今、ものづくりの現場が目指すべきは「データ指向ものづくり」だと思います。 今回は、インダストリー4.0のような次世代ものづくりの大波への備えともなる 「データ指向ものづくり」とは何かと、それを実現するためには何をすればよいのかについてご説明します。
IoT やビックデータは、ものづくりの世界も大きく変えるのは間違いありません。実際、ドイツを中心としたインダストリー4.0 や米国を中心としたインダストリアル・インターネットという大波は、すでに日本に押し寄せており、日本の製造業は大手も中小も、この変化に否応なく対応を迫られています。
1. データ指向ものづくり
この変化の大波の本質は、開発・製造における人やモノのすべてとその動きをデータ化しネットワークでつなぐことで、いつでもどこからでもデータを活用して、革新的な高効率化、高付加価値化を実現するということです。この本質を明確にするために、私は「データ指向ものづくり」という言い方をしています。
インダストリー4.0 やインダストリアル・インターネットに対応したものづくりを進めている欧米を中心としたメーカーは、ものづくりに関する様々な管理データ(管理指標)を簡単に把握することができます。たとえば、次のような質問にすぐに答えることができるのです。
「現場で必要となる帳票の数は?」
「検査作業にかかっている工数は?」
「設備別の稼働率は?」
「製品別、工程別のリードタイムは?」
「工程別、部品別の不良率は?」
「工程別の労務費は?」
一方、日本メーカーは、これらの質問に答えることができないところがほとんどです。時間をかけて調べればわかるデータもありますが、多くの開発現場では誰もが参照できるような状態になっていませんし、ましてや、必要な人が必要なタイミングで必要なデータを参照したり活用したりできるネットワーク化はできていません。
インダストリー4.0 やインダストリアル・インターネットという次世代のものづくりに必要不可欠なのは、先ほどの質問に「ここを見ればすぐにわかるよ」と答えることができる開発・製造の仕組みです。すなわち、開発・製造に関するあらゆるデータが、ネットワークでつながった開発・製造のどこからでもリアルタイムにアクセスできるようになっている、データ化とネットワーク化にもとづいた「データ指向ものづくり」です。
2. データ指向がもたらす高い生産性
では、データ指向ものづくりを実現するためには何をすればいいのでしょうか? まずは、次の2つから取り組むことだと考えます。ひとつは、製造現場に散在したり重複したりしている部品やユニットの材料費、加工費、納期、不具合、作業時間、リードタイムなどのデータを整理して、常に決まったところから参照できるようにすることです。ここを見ればいつでも製造に関する最新の正しいデータがわかるという仕組みです。

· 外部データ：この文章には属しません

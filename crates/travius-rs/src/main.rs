//! Run the relay against an OpenAI-compatible API from the command line.
//!
//! Reads the API key from the `OPENAI_API_KEY` environment variable.
//!
//! # Examples
//!
//! ```sh
//! # Plain relay
//! travius chat --prompt "hello"
//!
//! # Follow-up question in the structural mode
//! travius analyze --dialog-file log.txt --reply "A flywheel stores energy..." --mode 3
//!
//! # Summarize a "Speaker: text" transcript
//! cat transcript.txt | travius summarize
//!
//! # Restyle a draft prompt
//! travius suggest --prompt "tell me more" --talce "casual"
//! ```

use std::io::{self, Read};
use std::process;
use std::sync::Arc;

use clap::{Parser, Subcommand};
use tracing_subscriber::layer::SubscriberExt;
use tracing_subscriber::util::SubscriberInitExt;
use tracing_subscriber::{EnvFilter, fmt};

use travius::prelude::*;

/// Ask an OpenAI-compatible model for follow-up questions, summaries, and
/// plain replies.
///
/// Reads the API key from the OPENAI_API_KEY environment variable.
#[derive(Parser)]
#[command(name = "travius")]
struct Cli {
    /// Model used for every upstream call
    #[arg(long, global = true, default_value = DEFAULT_MODEL)]
    model: String,

    /// Upstream base URL; `/chat/completions` is appended
    #[arg(long, global = true, default_value = OPENAI_BASE_URL)]
    base_url: String,

    /// Log every raw upstream response body
    #[arg(long, global = true)]
    debug_upstream: bool,

    #[command(subcommand)]
    command: Command,
}

#[derive(Subcommand)]
enum Command {
    /// Send one prompt and print the trimmed reply
    Chat {
        #[arg(long)]
        prompt: String,
    },

    /// Generate a deeper follow-up question and print it as JSON
    Analyze {
        /// The assistant's most recent reply
        #[arg(long)]
        reply: String,

        /// File with one conversation line per line (stdin when omitted)
        #[arg(long)]
        dialog_file: Option<String>,

        /// Thinking mode 1-4; anything else uses the generic framing
        #[arg(long)]
        mode: Option<String>,

        /// A question produced earlier that should be reworked
        #[arg(long)]
        previous_prompt: Option<String>,

        /// Extra guidance for the rework (with --previous-prompt)
        #[arg(long)]
        supplement: Option<String>,

        /// Replace the reported level with a classifying second call
        #[arg(long)]
        classify: bool,
    },

    /// Restyle a draft prompt in a talking style
    Suggest {
        #[arg(long)]
        prompt: String,

        /// Talking-style descriptor, e.g. "casual" or "polite"
        #[arg(long)]
        talce: String,

        /// The assistant reply the prompt should follow on from
        #[arg(long)]
        gpt_reply: Option<String>,
    },

    /// Summarize a `Speaker: text` transcript
    Summarize {
        /// Transcript file (stdin when omitted)
        #[arg(long)]
        file: Option<String>,
    },
}

// ── Helpers ────────────────────────────────────────────────────────

fn read_input(path: Option<&str>) -> Result<String, String> {
    match path {
        Some(path) => std::fs::read_to_string(path)
            .map_err(|e| format!("failed to read '{path}': {e}")),
        None => {
            let mut buf = String::new();
            io::stdin()
                .read_to_string(&mut buf)
                .map_err(|e| format!("failed to read stdin: {e}"))?;
            Ok(buf)
        }
    }
}

fn dialog_lines(text: &str) -> Vec<String> {
    text.lines()
        .map(str::trim)
        .filter(|line| !line.is_empty())
        .map(String::from)
        .collect()
}

fn init_tracing() {
    let filter = EnvFilter::try_from_default_env().unwrap_or_else(|_| EnvFilter::new("warn"));
    tracing_subscriber::registry()
        .with(filter)
        .with(fmt::layer().with_writer(io::stderr).with_target(false))
        .init();
}

async fn run(cli: Cli) -> Result<String, String> {
    let credential = Credential::new(
        std::env::var("OPENAI_API_KEY")
            .map_err(|_| "OPENAI_API_KEY environment variable is not set".to_string())?,
    )
    .validated()
    .map_err(|e| e.to_string())?;

    let client = OpenAiClient::new(&cli.base_url)?.with_debug_upstream(cli.debug_upstream);
    let classify_level = matches!(cli.command, Command::Analyze { classify: true, .. });
    let relay = Relay::new(
        Arc::new(client),
        RelaySettings {
            model: cli.model,
            classify_level,
        },
    );

    match cli.command {
        Command::Chat { prompt } => relay
            .chat(&credential, &prompt)
            .await
            .map_err(|e| e.to_string()),

        Command::Analyze {
            reply,
            dialog_file,
            mode,
            previous_prompt,
            supplement,
            ..
        } => {
            let dialog = dialog_lines(&read_input(dialog_file.as_deref())?);
            let mode = mode
                .map(serde_json::Value::String)
                .and_then(|v| ThinkingMode::from_selector(Some(&v)));
            let refinement = previous_prompt.map(|previous_prompt| Refinement {
                previous_prompt,
                supplement,
            });

            let result = relay
                .analyze(
                    &credential,
                    AnalyzeInput {
                        dialog,
                        last_reply: reply,
                        mode,
                        refinement,
                    },
                )
                .await
                .map_err(|e| e.to_string())?;
            serde_json::to_string_pretty(&result)
                .map_err(|e| format!("failed to format result: {e}"))
        }

        Command::Suggest {
            prompt,
            talce,
            gpt_reply,
        } => relay
            .suggest(&credential, &prompt, &talce, gpt_reply.as_deref())
            .await
            .map_err(|e| e.to_string()),

        Command::Summarize { file } => {
            let turns = parse_transcript(&read_input(file.as_deref())?);
            eprintln!("  Parsed {} turn(s)", turns.len());
            relay
                .summarize(&credential, &turns)
                .await
                .map_err(|e| e.to_string())
        }
    }
}

#[tokio::main]
async fn main() {
    init_tracing();
    let cli = Cli::parse();

    match run(cli).await {
        Ok(output) => println!("{output}"),
        Err(e) => {
            eprintln!("Error: {e}");
            process::exit(1);
        }
    }
}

そしてもうひとつは、その整理された製造データを利用して、設計図面や部品表を作っているときにはいつでも、材料費、加工費、納期、組立時間、製造工程不良率などを知ることができる(予測できる)ようにするということです。設計段階で生産しやすいかどうか、すなわち、生産容易性を分析・確認できる仕組みです。
この2つの仕組みを整備することで、設計図面を作っている最中に、原価や組立時間、不良率などがわかるので、レビューミーティングや生産技術との打ち合わせをする...
までもなく、最初から高い製造生産性となる設計が可能になり、生産開始後の手戻りやトラブルを減らすことで製造におけるコストやリードタイムを大幅に改善することができます。
データ指向ものづくりとは、開発・製造におけるすべての人やモノなどのリソースとその動きをデータ化し、そのデータをネットワークでつなぐことでどこからでも活用できる仕組みであり、高い開発効率や生産性を実現するだけでなく、インダストリー4.0 のような次世代ものづくりの大波への備えなのです。今、ものづくりの現場が目指すべきはデータ指向ものづくりではないでしょうか。